He did not reply, only flashed his eyes up at me, wherein fear deepened.
"I have been saving up a coat for you," I said, "and a pair of shoes. They are not much worn," I said, "but a little too small for me. I think they will fit you."
He looked at me again, not sharply, but with a sort of weak cunning. So far he had not said a word.
"I think our supper is nearly ready," I said: "let us go in."
"No, mister," he mumbled, "a bite out here—no, mister"—and then, as though the sound of his own voice inspired him, he grew declamatory.
"I'm a respectable man, mister, plumber by trade, but----"
"But," I interrupted, "you can't get any work, you're cold and you haven't had anything to eat for two days, so you are walking out here in the country where we farmers have no plumbing to do. At home you have a starving wife and three small children----"
"Six, mister----"
"Well, six—And now we will go in to supper."
I led him into the entry way and poured for him a big basin of hot water. As I stepped out again with a comb he was slinking toward the doorway.
"Here," I said, "is a comb; we are having supper now in a few minutes."
I wish I could picture Harriet's face when I brought him into her immaculate kitchen. But I gave her a look, one of the commanding sort that I can put on in times of great emergency, and she silently laid another place at the table.

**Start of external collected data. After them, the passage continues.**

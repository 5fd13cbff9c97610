use anyhow::Context;
use clap::{Parser, Subcommand};
use tokio::io::{AsyncBufReadExt, BufReader};
use tracing::debug;
use tracing_subscriber::EnvFilter;

use reed_client::{BusConfig, ClientConfig, ConnectionError, ConnectionManager};
use reed_protocol::{OutgoingMessage, SocketEvent};

mod rest;

use rest::RosterClient;

#[derive(Parser)]
#[command(name = "reed")]
#[command(about = "Terminal front-end for the reed chat client")]
#[command(version)]
struct Cli {
    /// Chat server base URL for the REST endpoints
    #[arg(long, default_value = "http://localhost:3000")]
    server_url: String,

    /// WebSocket base URL; derived from --server-url when omitted
    #[arg(long)]
    ws_url: Option<String>,

    /// Auth token obtained from the login endpoint
    #[arg(long, env = "REED_TOKEN")]
    token: String,

    #[command(subcommand)]
    command: Commands,
}

#[derive(Subcommand)]
enum Commands {
    /// Connect and chat interactively
    Chat {
        /// Replay buffered events to late subscribers
        #[arg(long, default_value = "false")]
        replay: bool,
    },
    /// Print conversations and uncontacted users, then exit
    Roster,
}

#[tokio::main]
async fn main() -> anyhow::Result<()> {
    tracing_subscriber::fmt()
        .with_env_filter(EnvFilter::try_from_default_env().unwrap_or_else(|_| EnvFilter::new("info")))
        .with_writer(std::io::stderr)
        .init();

    let cli = Cli::parse();
    let ws_url = cli
        .ws_url
        .clone()
        .unwrap_or_else(|| derive_ws_url(&cli.server_url));

    match cli.command {
        Commands::Roster => print_roster(&cli.server_url, &cli.token).await,
        Commands::Chat { replay } => chat(&cli.server_url, &ws_url, &cli.token, replay).await,
    }
}

async fn print_roster(server_url: &str, token: &str) -> anyhow::Result<()> {
    let roster = RosterClient::new(server_url, token);

    let conversations = roster
        .my_conversations()
        .await
        .context("loading conversations")?;
    println!("Conversations:");
    if conversations.is_empty() {
        println!("  (none)");
    }
    for conv in &conversations {
        let name = conv.name.clone().unwrap_or_else(|| {
            conv.participants
                .iter()
                .map(|u| u.username.as_str())
                .collect::<Vec<_>>()
                .join(", ")
        });
        println!("  #{} {}", conv.id, name);
    }

    let users = roster
        .uncontacted_users()
        .await
        .context("loading uncontacted users")?;
    println!("Uncontacted users:");
    if users.is_empty() {
        println!("  (none)");
    }
    for user in &users {
        println!("  {} (id {})", user.username, user.id);
    }
    Ok(())
}

async fn chat(server_url: &str, ws_url: &str, token: &str, replay: bool) -> anyhow::Result<()> {
    // Seed the view from REST before the socket opens; a bad token fails
    // here with a readable error instead of a silent dead channel.
    print_roster(server_url, token).await?;

    let manager = ConnectionManager::new(ClientConfig {
        base_url: ws_url.to_string(),
        bus: BusConfig {
            replay,
            ..BusConfig::default()
        },
    });

    let mut status = manager.watch_status();
    let mut events = manager.subscribe();
    manager.connect(token).await?;

    println!("Type a message and press enter. Prefix with '@<conversation-id> ' to scope it.");
    let mut lines = BufReader::new(tokio::io::stdin()).lines();

    loop {
        tokio::select! {
            _ = tokio::signal::ctrl_c() => break,
            changed = status.changed() => {
                if changed.is_err() {
                    break;
                }
                println!("[status] {}", *status.borrow_and_update());
            }
            event = events.recv() => match event {
                Some(SocketEvent::ChatMessage(msg)) => {
                    println!("[#{}] {}: {}", msg.conversation_id, msg.author.username, msg.content);
                }
                Some(SocketEvent::Presence(user)) => {
                    println!("* {} connected", user.username);
                }
                None => break,
            },
            line = lines.next_line() => match line.context("reading stdin")? {
                Some(line) => {
                    let line = line.trim();
                    if line.is_empty() {
                        continue;
                    }
                    match manager.send(parse_input(line)) {
                        Ok(()) => debug!("message queued"),
                        Err(ConnectionError::NotConnected) => {
                            eprintln!("not connected; message dropped");
                        }
                        Err(err) => eprintln!("send failed: {err}"),
                    }
                }
                None => break,
            },
        }
    }

    manager.disconnect().await;
    println!("[status] {}", manager.status());
    Ok(())
}

/// `@12 hello` scopes the message to conversation 12; anything else is an
/// unscoped message.
fn parse_input(line: &str) -> OutgoingMessage {
    if let Some(rest) = line.strip_prefix('@') {
        if let Some((id, content)) = rest.split_once(' ') {
            if let Ok(id) = id.parse::<i64>() {
                return OutgoingMessage::in_conversation(id, content.trim());
            }
        }
    }
    OutgoingMessage::text(line)
}

fn derive_ws_url(server_url: &str) -> String {
    if let Some(rest) = server_url.strip_prefix("https://") {
        format!("wss://{rest}")
    } else if let Some(rest) = server_url.strip_prefix("http://") {
        format!("ws://{rest}")
    } else {
        server_url.to_string()
    }
}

When I came to look at our Ruin by the full lamplight I was surprised to see what a change a little warm water and a comb had wrought in him. He came to the table uncertain, blinking, apologetic. His forehead, I saw, was really impressive—high, narrow and thin-skinned. His face gave one somehow the impression of a carving once full of significant lines, now blurred and worn as though Time, having first marked it with the lines of character, had grown discouraged and brushed the hand of forgetfulness over her work. He had peculiar thin, silky hair of no particular colour, with a certain almost childish pathetic waviness around the ears and at the back of the neck. Something, after all, about the man aroused one's compassion.
I don't know that he looked dissipated, and surely he was not as dirty as I had at first supposed. Something remained that suggested a care for himself in the past. It was not dissipation, I decided; it was rather an indefinable looseness and weakness, that gave one alternately the feeling I had first experienced, that of anger, succeeded by the compassion that one feels for a child. To Harriet, when she had once seen him, he was all child, and she all compassion.

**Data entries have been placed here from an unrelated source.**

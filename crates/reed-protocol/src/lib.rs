//! Reed wire protocol
//!
//! Defines the frame types exchanged with the chat server and the codec
//! that turns raw text frames into typed events. This crate does no I/O;
//! the connection manager in `reed-client` drives it.

mod frame;
mod types;

pub use frame::{decode_frame, ChatMessage, DecodeError, OutgoingMessage, SocketEvent};
pub use types::{Conversation, PresenceState, UserRef};
//! Shared data types
//!
//! Immutable snapshots of users and conversations as the server reports
//! them. These carry no lifecycle of their own; they are embedded in
//! socket events or returned by the REST roster endpoints.

use serde::{Deserialize, Serialize};

/// Presence state of a user as reported by the server.
#[derive(Debug, Clone, Copy, Serialize, Deserialize, PartialEq, Eq)]
#[serde(rename_all = "lowercase")]
pub enum PresenceState {
    Online,
    Away,
    Offline,
}

/// A user snapshot embedded in events and roster lists.
#[derive(Debug, Clone, Serialize, Deserialize, PartialEq, Eq)]
pub struct UserRef {
    /// Server-assigned user ID
    pub id: i64,
    /// Display name
    pub username: String,
    /// Presence, when the server includes it
    #[serde(skip_serializing_if = "Option::is_none")]
    pub status: Option<PresenceState>,
}

impl UserRef {
    pub fn new(id: i64, username: impl Into<String>) -> Self {
        Self {
            id,
            username: username.into(),
            status: None,
        }
    }
}

/// A conversation as returned by the roster endpoints.
#[derive(Debug, Clone, Serialize, Deserialize, PartialEq)]
#[serde(rename_all = "camelCase")]
pub struct Conversation {
    /// Server-assigned conversation ID
    pub id: i64,
    /// Optional display name (direct conversations usually have none)
    #[serde(default, skip_serializing_if = "Option::is_none")]
    pub name: Option<String>,
    /// Members of the conversation
    #[serde(default)]
    pub participants: Vec<UserRef>,
}

#[cfg(test)]
mod tests {
    use super::*;

    #[test]
    fn presence_state_uses_lowercase_wire_names() {
        assert_eq!(
            serde_json::to_string(&PresenceState::Online).unwrap(),
            "\"online\""
        );
        let parsed: PresenceState = serde_json::from_str("\"away\"").unwrap();
        assert_eq!(parsed, PresenceState::Away);
    }

    #[test]
    fn user_ref_tolerates_missing_status() {
        let user: UserRef = serde_json::from_str(r#"{"id":2,"username":"bob"}"#).unwrap();
        assert_eq!(user.id, 2);
        assert_eq!(user.username, "bob");
        assert!(user.status.is_none());
    }

    #[test]
    fn conversation_defaults_empty_participants() {
        let conv: Conversation = serde_json::from_str(r#"{"id":7}"#).unwrap();
        assert_eq!(conv.id, 7);
        assert!(conv.name.is_none());
        assert!(conv.participants.is_empty());
    }
}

We disturbed him with no questions. Harriet's fundamental quality is homeliness, comfortableness. Her tea-kettle seems always singing; an indefinable tabbiness, as of feather cushions, lurks in her dining-room, a right warmth of table and chairs, indescribably comfortable at the end of a chilly day. A busy good-smelling steam arises from all her dishes at once, and the light in the middle of the table is of a redness that enthralls the human soul. As for Harriet herself, she is the personification of comfort, airy, clean, warm, inexpressibly wholesome. And never in the world is she so engaging as when she ministers to a man's hunger. Truthfully, sometimes, when she comes to me out of the dimmer light of the kitchen to the radiance of the table with a plate of muffins, it is as though she and the muffins were a part of each other, and that she is really offering some of herself. And down in my heart I know she is doing just that!

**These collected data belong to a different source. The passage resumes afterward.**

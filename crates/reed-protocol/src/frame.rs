//! Frame codec
//!
//! Every frame on the wire is a JSON document with a `type` discriminator
//! and a `payload` whose shape depends on it. Decoding is two-stage so an
//! unrecognized discriminator is distinguishable from a broken document:
//! unknown kinds are a forward-compatibility case, not corruption.

use serde::{Deserialize, Serialize};

use crate::types::UserRef;

/// A delivered chat message.
#[derive(Debug, Clone, Serialize, Deserialize, PartialEq)]
#[serde(rename_all = "camelCase")]
pub struct ChatMessage {
    /// Conversation the message belongs to
    pub conversation_id: i64,
    /// Sender snapshot
    pub author: UserRef,
    /// Message body
    pub content: String,
}

/// A decoded inbound event.
#[derive(Debug, Clone, Serialize, Deserialize, PartialEq)]
#[serde(tag = "type", content = "payload")]
pub enum SocketEvent {
    /// A peer connected
    #[serde(rename = "CONNEXION")]
    Presence(UserRef),
    /// A message was delivered
    #[serde(rename = "USER_MESSAGE")]
    ChatMessage(ChatMessage),
}

impl SocketEvent {
    /// The wire discriminator for this event.
    pub fn kind(&self) -> &'static str {
        match self {
            SocketEvent::Presence(_) => "CONNEXION",
            SocketEvent::ChatMessage(_) => "USER_MESSAGE",
        }
    }
}

/// An outbound frame, constructed by the consumer and serialized on send.
#[derive(Debug, Clone, Serialize, PartialEq)]
#[serde(tag = "type", content = "payload")]
pub enum OutgoingMessage {
    #[serde(rename = "USER_MESSAGE")]
    UserMessage {
        /// Target conversation; omitted from the wire when absent
        #[serde(rename = "conversationId", skip_serializing_if = "Option::is_none")]
        conversation_id: Option<i64>,
        content: String,
    },
}

impl OutgoingMessage {
    /// A message without a conversation scope.
    pub fn text(content: impl Into<String>) -> Self {
        Self::UserMessage {
            conversation_id: None,
            content: content.into(),
        }
    }

    /// A message scoped to a conversation.
    pub fn in_conversation(conversation_id: i64, content: impl Into<String>) -> Self {
        Self::UserMessage {
            conversation_id: Some(conversation_id),
            content: content.into(),
        }
    }
}

/// Why an inbound frame could not be decoded.
#[derive(Debug, thiserror::Error)]
pub enum DecodeError {
    /// The document or its payload did not parse
    #[error("malformed frame: {0}")]
    Malformed(#[from] serde_json::Error),
    /// Valid envelope, unrecognized discriminator
    #[error("unknown event kind: {0}")]
    UnknownKind(String),
}

/// Outer envelope, parsed before the payload is interpreted.
#[derive(Deserialize)]
struct RawFrame {
    #[serde(rename = "type")]
    kind: String,
    #[serde(default)]
    payload: serde_json::Value,
}

/// Decode one inbound text frame.
///
/// A parse failure at either stage is [`DecodeError::Malformed`]; a valid
/// envelope whose `type` is not recognized is [`DecodeError::UnknownKind`].
/// Neither is fatal to the connection; the caller logs and drops them.
pub fn decode_frame(text: &str) -> Result<SocketEvent, DecodeError> {
    let raw: RawFrame = serde_json::from_str(text)?;
    match raw.kind.as_str() {
        "CONNEXION" => Ok(SocketEvent::Presence(serde_json::from_value(raw.payload)?)),
        "USER_MESSAGE" => Ok(SocketEvent::ChatMessage(serde_json::from_value(
            raw.payload,
        )?)),
        other => Err(DecodeError::UnknownKind(other.to_string())),
    }
}

#[cfg(test)]
mod tests {
    use super::*;
    use crate::types::PresenceState;

    #[test]
    fn decodes_user_message_frame() {
        let text = r#"{"type":"USER_MESSAGE","payload":{"conversationId":1,"author":{"id":2,"username":"bob"},"content":"yo"}}"#;
        let event = decode_frame(text).unwrap();
        match event {
            SocketEvent::ChatMessage(msg) => {
                assert_eq!(msg.conversation_id, 1);
                assert_eq!(msg.author.username, "bob");
                assert_eq!(msg.content, "yo");
            }
            other => panic!("expected ChatMessage, got {other:?}"),
        }
    }

    #[test]
    fn decodes_presence_frame() {
        let text =
            r#"{"type":"CONNEXION","payload":{"id":5,"username":"alice","status":"online"}}"#;
        let event = decode_frame(text).unwrap();
        match event {
            SocketEvent::Presence(user) => {
                assert_eq!(user.id, 5);
                assert_eq!(user.status, Some(PresenceState::Online));
            }
            other => panic!("expected Presence, got {other:?}"),
        }
    }

    #[test]
    fn unknown_kind_is_not_malformed() {
        let err = decode_frame(r#"{"type":"PING"}"#).unwrap_err();
        match err {
            DecodeError::UnknownKind(kind) => assert_eq!(kind, "PING"),
            other => panic!("expected UnknownKind, got {other:?}"),
        }
    }

    #[test]
    fn broken_document_is_malformed() {
        assert!(matches!(
            decode_frame("not json at all"),
            Err(DecodeError::Malformed(_))
        ));
    }

    #[test]
    fn wrong_payload_shape_is_malformed() {
        // Valid envelope and known kind, but the payload is missing fields.
        let text = r#"{"type":"USER_MESSAGE","payload":{"content":"hi"}}"#;
        assert!(matches!(
            decode_frame(text),
            Err(DecodeError::Malformed(_))
        ));
    }

    #[test]
    fn encodes_unscoped_message_without_conversation_id() {
        let json = serde_json::to_value(OutgoingMessage::text("hi")).unwrap();
        assert_eq!(json["type"], "USER_MESSAGE");
        assert_eq!(json["payload"]["content"], "hi");
        assert!(json["payload"].get("conversationId").is_none());
    }

    #[test]
    fn encodes_scoped_message_with_conversation_id() {
        let json = serde_json::to_value(OutgoingMessage::in_conversation(3, "hello")).unwrap();
        assert_eq!(json["payload"]["conversationId"], 3);
        assert_eq!(json["payload"]["content"], "hello");
    }

    #[test]
    fn event_serializes_back_to_wire_shape() {
        let event = SocketEvent::Presence(UserRef::new(1, "eve"));
        let json = serde_json::to_value(&event).unwrap();
        assert_eq!(json["type"], "CONNEXION");
        assert_eq!(json["payload"]["username"], "eve");
    }
}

Well, it was wonderful to see our Ruin expand in the warmth of Harriet's presence. He had been doubtful of me; of Harriet, I could see, he was absolutely sure. And how he did eat, saying nothing at all, while Harriet plied him with food and talked to me of the most disarming commonplaces. I think it did her heart good to see the way he ate: as though he had had nothing before in days. As he buttered his muffin, not without some refinement, I could see that his hand was long, a curious, lean, ineffectual hand, with a curving little finger. With the drinking of the hot coffee colour began to steal up into his face, and when Harriet brought out a quarter of pie saved over from our dinner and placed it before him—a fine brown pie with small hieroglyphics in the top from whence rose sugary bubbles—he seemed almost to escape himself. And Harriet fairly purred with hospitality.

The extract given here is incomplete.